**About this exercise**
Look at the entries below and restate word for word the lines from the first through the one that has "if periods_per_year == 0".

(Saved data entries)
- - - - -

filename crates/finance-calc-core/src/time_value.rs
use rust_decimal::Decimal;
use rust_decimal_macros::dec;

use crate::error::FinanceError;
use crate::types::{Money, Rate};
use crate::FinanceResult;

/// Longest horizon, in years, any calculator will project or amortize over.
pub const MAX_HORIZON_YEARS: u32 = 100;

/// Compute (1 + r)^n via iterative multiplication (avoids Decimal::powd drift).
///
/// Fails with [`FinanceError::Overflow`] once the factor leaves the decimal
/// range instead of panicking.
pub fn compound_factor(rate: Rate, n: u32) -> FinanceResult<Decimal> {
    let mut result = Decimal::ONE;
    let factor = Decimal::ONE + rate;
    for _ in 0..n {
        result = result
            .checked_mul(factor)
            .ok_or_else(|| FinanceError::overflow(format!("compound factor (1 + {rate})^{n}")))?;
    }
    Ok(result)
}

/// Level payment for a fully amortising loan.
///
/// `payment = P * r(1+r)^n / ((1+r)^n - 1)`, with the r = 0 limit `P / n`
/// taken as an explicit branch.
pub fn level_payment(principal: Money, periodic_rate: Rate, periods: u32) -> FinanceResult<Money> {
    if periods == 0 {
        return Err(FinanceError::InvalidInput {
            field: "periods".into(),
            reason: "Number of payments must be > 0".into(),
        });
    }
    if periodic_rate <= dec!(-1) {
        return Err(FinanceError::InvalidInput {
            field: "rate".into(),
            reason: "Periodic rate must be greater than -100%".into(),
        });
    }

    if periodic_rate.is_zero() {
        return Ok(principal / Decimal::from(periods));
    }

    let factor = compound_factor(periodic_rate, periods)?;
    let numerator = principal
        .checked_mul(periodic_rate)
        .and_then(|v| v.checked_mul(factor))
        .ok_or_else(|| FinanceError::overflow("level payment numerator"))?;
    numerator
        .checked_div(factor - Decimal::ONE)
        .ok_or_else(|| FinanceError::DivisionByZero {
            context: "level payment annuity factor".into(),
        })
}

/// Effective annual rate for a nominal rate compounded `n` times a year.
pub fn effective_annual_rate(nominal: Rate, periods_per_year: u32) -> FinanceResult<Rate> {
    if periods_per_year == 0 {
        return Err(FinanceError::InvalidInput {
            field: "periods_per_year".into(),
            reason: "Compounding frequency must be > 0".into(),
        });
    }
    let periodic = nominal / Decimal::from(periods_per_year);
    Ok(compound_factor(periodic, periods_per_year)? - Decimal::ONE)
}
use log::debug;
use rust_decimal::Decimal;
use rust_decimal_macros::dec;
use serde::{Deserialize, Serialize};
use std::time::Instant;

use crate::error::FinanceError;
use crate::time_value::{effective_annual_rate, MAX_HORIZON_YEARS};
use crate::types::{with_metadata, ComputationOutput, Money, Rate};
use crate::FinanceResult;

// ---------------------------------------------------------------------------
// Types
// ---------------------------------------------------------------------------

/// How often interest is credited to the balance.
#[derive(Debug, Clone, Copy, Default, PartialEq, Eq, Serialize, Deserialize)]
#[serde(rename_all = "snake_case")]
pub enum CompoundingFrequency {
    Annually,
    SemiAnnually,
    Quarterly,
    #[default]
    Monthly,
    Weekly,
    Daily,
}

impl CompoundingFrequency {
    pub fn periods_per_year(self) -> u32 {
        match self {
            CompoundingFrequency::Annually => 1,
            CompoundingFrequency::SemiAnnually => 2,
            CompoundingFrequency::Quarterly => 4,
            CompoundingFrequency::Monthly => 12,
            CompoundingFrequency::Weekly => 52,
            CompoundingFrequency::Daily => 365,
        }
    }

    /// Map a periods-per-year count back onto a supported frequency.
    pub fn from_periods(periods: u32) -> Option<Self> {
        match periods {
            1 => Some(CompoundingFrequency::Annually),
            2 => Some(CompoundingFrequency::SemiAnnually),
            4 => Some(CompoundingFrequency::Quarterly),
            12 => Some(CompoundingFrequency::Monthly),
            52 => Some(CompoundingFrequency::Weekly),
            365 => Some(CompoundingFrequency::Daily),
            _ => None,
        }
    }
}

/// Input parameters for the compound interest calculator.
#[derive(Debug, Clone, Serialize, Deserialize)]
pub struct CompoundInterestInput {
    pub principal: Money,
    pub annual_rate: Rate,
    pub years: u32,
    #[serde(default)]
    pub compounding_frequency: CompoundingFrequency,
    /// Deposited at the end of every month, independent of compounding.
    #[serde(default)]
    pub monthly_contribution: Money,
}

/// Balance snapshot at the end of a completed year. Contributions and
/// interest are cumulative from the start of the projection.
#[derive(Debug, Clone, PartialEq, Serialize, Deserialize)]
pub struct YearlyBalance {
    pub year: u32,
    pub balance: Money,
    pub contributions: Money,
    pub interest: Money,
}

/// Output of `compute_compound_growth`.
#[derive(Debug, Clone, Serialize, Deserialize)]
pub struct CompoundInterestResult {
    pub future_value: Money,
    pub total_contributions: Money,
    pub total_interest: Money,
    pub effective_annual_rate: Rate,
    pub yearly_breakdown: Vec<YearlyBalance>,
}

impl CompoundInterestInput {
    pub fn validate(&self) -> FinanceResult<()> {
        if self.principal < Decimal::ZERO {
            return Err(FinanceError::invalid("principal", "principal must be >= 0"));
        }
        if self.years == 0 {
            return Err(FinanceError::invalid("years", "years must be > 0"));
        }
        if self.years > MAX_HORIZON_YEARS {
            return Err(FinanceError::invalid(
                "years",
                format!("years cannot exceed {MAX_HORIZON_YEARS}"),
            ));
        }
        if self.monthly_contribution < Decimal::ZERO {
            return Err(FinanceError::invalid(
                "monthly_contribution",
                "monthly_contribution must be >= 0",
            ));
        }
        if self.annual_rate <= dec!(-1) {
            return Err(FinanceError::invalid(
                "annual_rate",
                "annual_rate must be greater than -100%",
            ));
        }
        Ok(())
    }
}

// ---------------------------------------------------------------------------
// Helpers
// ---------------------------------------------------------------------------

fn gcd(a: u32, b: u32) -> u32 {
    if b == 0 {
        a
    } else {
        gcd(b, a % b)
    }
}

// ---------------------------------------------------------------------------
// Core function
// ---------------------------------------------------------------------------

/// Project a savings balance period by period.
///
/// Interest is credited `n` times a year at `annual_rate / n`. The monthly
/// contribution runs on its own calendar: a deposit made part way through a
/// compounding period earns simple interest for the remainder of that period,
/// credited at the next compounding date. A deposit that coincides with a
/// compounding date lands after the interest is credited.
pub fn compute_compound_growth(
    input: &CompoundInterestInput,
) -> FinanceResult<ComputationOutput<CompoundInterestResult>> {
    let start = Instant::now();
    let mut warnings: Vec<String> = Vec::new();

    input.validate()?;

    if input.annual_rate < Decimal::ZERO {
        warnings.push(format!(
            "Negative annual rate ({}) shrinks the balance over time",
            input.annual_rate
        ));
    }

    let periods = input.compounding_frequency.periods_per_year();
    let periodic_rate = input.annual_rate / Decimal::from(periods);

    // Both schedules are laid on a common integer tick grid per year.
    let ticks_per_year = 12 * periods / gcd(12, periods);
    let ticks_per_period = ticks_per_year / periods;
    let ticks_per_month = ticks_per_year / 12;
    let year_ticks = Decimal::from(ticks_per_year);

    let contribution = input.monthly_contribution;
    let mut balance = input.principal;
    let mut total_contributions = Decimal::ZERO;
    let mut yearly_breakdown: Vec<YearlyBalance> = Vec::with_capacity(input.years as usize);

    for year in 1..=input.years {
        let overflow =
            || FinanceError::overflow(format!("compound growth balance in year {year}"));
        let mut next_month = 1u32;

        for k in 1..=periods {
            let period_end = k * ticks_per_period;
            let opening = balance;
            let mut deposits = Decimal::ZERO;
            let mut deposit_interest = Decimal::ZERO;

            while next_month <= 12 && next_month * ticks_per_month <= period_end {
                if !contribution.is_zero() {
                    let remaining = period_end - next_month * ticks_per_month;
                    deposit_interest = contribution
                        .checked_mul(input.annual_rate)
                        .and_then(|v| v.checked_mul(Decimal::from(remaining)))
                        .and_then(|v| deposit_interest.checked_add(v / year_ticks))
                        .ok_or_else(overflow)?;
                    deposits = deposits.checked_add(contribution).ok_or_else(overflow)?;
                }
                next_month += 1;
            }

            let interest = opening
                .checked_mul(periodic_rate)
                .and_then(|v| v.checked_add(deposit_interest))
                .ok_or_else(overflow)?;
            balance = opening
                .checked_add(interest)
                .and_then(|v| v.checked_add(deposits))
                .ok_or_else(overflow)?;
            total_contributions = total_contributions
                .checked_add(deposits)
                .ok_or_else(overflow)?;
        }

        let interest = balance
            .checked_sub(input.principal)
            .and_then(|v| v.checked_sub(total_contributions))
            .ok_or_else(overflow)?;
        yearly_breakdown.push(YearlyBalance {
            year,
            balance,
            contributions: total_contributions,
            interest,
        });
    }

    let future_value = balance;
    let total_interest = yearly_breakdown
        .last()
        .map(|row| row.interest)
        .unwrap_or_default();
    let ear = effective_annual_rate(input.annual_rate, periods)?;

    debug!(
        "compound growth: {} years at {} compounded {}x/yr -> {}",
        input.years, input.annual_rate, periods, future_value
    );

    let output = CompoundInterestResult {
        future_value,
        total_contributions,
        total_interest,
        effective_annual_rate: ear,
        yearly_breakdown,
    };

    Ok(with_metadata(
        "Period-by-period compound growth with end-of-month contributions",
        input,
        warnings,
        start,
        output,
    ))
}

// ---------------------------------------------------------------------------
// Tests
// ---------------------------------------------------------------------------
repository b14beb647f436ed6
pub mod lending;
pub mod retirement;
pub mod savings;

use finance_calc_core::forms::{parse_input, parse_rate_percent};
use rust_decimal::Decimal;

/// clap value parser for form-style numbers: `25000`, `$25,000`, `7.5%`.
pub fn form_number(raw: &str) -> Result<Decimal, String> {
    parse_input(raw).require("value").map_err(|e| e.to_string())
}

/// clap value parser for rate flags, read the way the site's forms read
/// them: `7.5` and `7.5%` both mean 7.5%.
pub fn form_rate(raw: &str) -> Result<Decimal, String> {
    parse_rate_percent(raw)
        .require("rate")
        .map_err(|e| e.to_string())
}

#[cfg(test)]
mod tests {
    use super::*;
    use rust_decimal_macros::dec;

    #[test]
    fn test_form_number_accepts_site_formats() {
        assert_eq!(form_number("$25,000").unwrap(), dec!(25000));
        assert_eq!(form_number("7.5%").unwrap(), dec!(0.075));
        assert_eq!(form_number("0.075").unwrap(), dec!(0.075));
    }

    #[test]
    fn test_form_rate_reads_percent_with_or_without_sign() {
        assert_eq!(form_rate("7.5").unwrap(), dec!(0.075));
        assert_eq!(form_rate("7.5%").unwrap(), dec!(0.075));
        assert_eq!(form_rate("0").unwrap(), Decimal::ZERO);
        assert!(form_rate("seven").unwrap_err().contains("rate"));
    }

    #[test]
    fn test_form_number_rejects_text() {
        let err = form_number("lots").unwrap_err();
        assert!(err.contains("lots"));
    }
}
pub mod compound_interest;
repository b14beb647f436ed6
use clap::Args;
use log::debug;
use rust_decimal::Decimal;
use serde_json::Value;

use finance_calc_core::retirement::plan_401k::{self, RetirementAccountInput};

use super::{form_number, form_rate};
use crate::input;

/// Arguments for the 401(k) calculator
#[derive(Args)]
#[command(allow_hyphen_values = true)]
pub struct Retirement401kArgs {
    /// Age today
    #[arg(long)]
    pub current_age: Option<u32>,

    /// Age at retirement (must exceed current age)
    #[arg(long)]
    pub retirement_age: Option<u32>,

    /// Current account balance
    #[arg(long, value_parser = form_number, default_value = "0")]
    pub balance: Decimal,

    /// Annual salary
    #[arg(long, value_parser = form_number)]
    pub salary: Option<Decimal>,

    /// Employee contribution in percent of salary (e.g. 10 or 10%)
    #[arg(long, value_parser = form_rate)]
    pub contribution_rate: Option<Decimal>,

    /// Employer match in percent of matchable contributions
    #[arg(long, value_parser = form_rate, default_value = "50")]
    pub match_rate: Decimal,

    /// Percent of salary eligible for the match
    #[arg(long, value_parser = form_rate, default_value = "6")]
    pub match_cap: Decimal,

    /// Expected annual return in percent
    #[arg(long = "return", value_parser = form_rate, default_value = "7")]
    pub annual_return: Decimal,

    /// Marginal income tax rate in percent
    #[arg(long, value_parser = form_rate, default_value = "22")]
    pub tax_rate: Decimal,

    /// Annual salary growth in percent
    #[arg(long, value_parser = form_rate, default_value = "0")]
    pub salary_growth: Decimal,

    /// Annual cap on employee deferrals
    #[arg(long, value_parser = form_number)]
    pub contribution_limit: Option<Decimal>,

    /// Path to JSON input file (overrides individual flags)
    #[arg(long)]
    pub input: Option<String>,
}

pub fn run_401k(args: Retirement401kArgs) -> Result<Value, Box<dyn std::error::Error>> {
    let ret_input: RetirementAccountInput = if let Some(ref path) = args.input {
        debug!("reading 401k input from {path}");
        input::file::read_json(path)?
    } else if let Some(piped) = input::stdin::read_piped()? {
        piped
    } else {
        RetirementAccountInput {
            current_age: args
                .current_age
                .ok_or("--current-age is required (or provide --input)")?,
            retirement_age: args
                .retirement_age
                .ok_or("--retirement-age is required (or provide --input)")?,
            current_balance: args.balance,
            salary: args.salary.ok_or("--salary is required (or provide --input)")?,
            contribution_rate: args
                .contribution_rate
                .ok_or("--contribution-rate is required (or provide --input)")?,
            employer_match_rate: args.match_rate,
            match_cap_rate: args.match_cap,
            annual_return: args.annual_return,
            marginal_tax_rate: args.tax_rate,
            salary_growth_rate: args.salary_growth,
            annual_contribution_limit: args.contribution_limit,
        }
    };

    ret_input.validate()?;
    let result = plan_401k::compute_401k(&ret_input)?;
    Ok(serde_json::to_value(result)?)
}
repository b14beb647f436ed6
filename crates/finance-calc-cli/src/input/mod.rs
pub mod file;
pub mod stdin;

- - - - -

**Answer for the task**
filename crates/finance-calc-core/src/time_value.rs
use rust_decimal::Decimal;
use rust_decimal_macros::dec;

use crate::error::FinanceError;
use crate::types::{Money, Rate};
use crate::FinanceResult;

/// Longest horizon, in years, any calculator will project or amortize over.
pub const MAX_HORIZON_YEARS: u32 = 100;

/// Compute (1 + r)^n via iterative multiplication (avoids Decimal::powd drift).
///
/// Fails with [`FinanceError::Overflow`] once the factor leaves the decimal
/// range instead of panicking.
pub fn compound_factor(rate: Rate, n: u32) -> FinanceResult<Decimal> {
    let mut result = Decimal::ONE;
    let factor = Decimal::ONE + rate;
    for _ in 0..n {
        result = result
            .checked_mul(factor)
            .ok_or_else(|| FinanceError::overflow(format!("compound factor (1 + {rate})^{n}")))?;
    }
    Ok(result)
}

/// Level payment for a fully amortising loan.
///
/// `payment = P * r(1+r)^n / ((1+r)^n - 1)`, with the r = 0 limit `P / n`
/// taken as an explicit branch.
pub fn level_payment(principal: Money, periodic_rate: Rate, periods: u32) -> FinanceResult<Money> {
    if periods == 0 {
        return Err(FinanceError::InvalidInput {
            field: "periods".into(),
            reason: "Number of payments must be > 0".into(),
        });
    }
    if periodic_rate <= dec!(-1) {
        return Err(FinanceError::InvalidInput {
            field: "rate".into(),
            reason: "Periodic rate must be greater than -100%".into(),
        });
    }

    if periodic_rate.is_zero() {
        return Ok(principal / Decimal::from(periods));
    }

    let factor = compound_factor(periodic_rate, periods)?;
    let numerator = principal
        .checked_mul(periodic_rate)
        .and_then(|v| v.checked_mul(factor))
        .ok_or_else(|| FinanceError::overflow("level payment numerator"))?;
    numerator
        .checked_div(factor - Decimal::ONE)
        .ok_or_else(|| FinanceError::DivisionByZero {
            context: "level payment annuity factor".into(),
        })
}

/// Effective annual rate for a nominal rate compounded `n` times a year.
pub fn effective_annual_rate(nominal: Rate, periods_per_year: u32) -> FinanceResult<Rate> {
    if periods_per_year == 0 {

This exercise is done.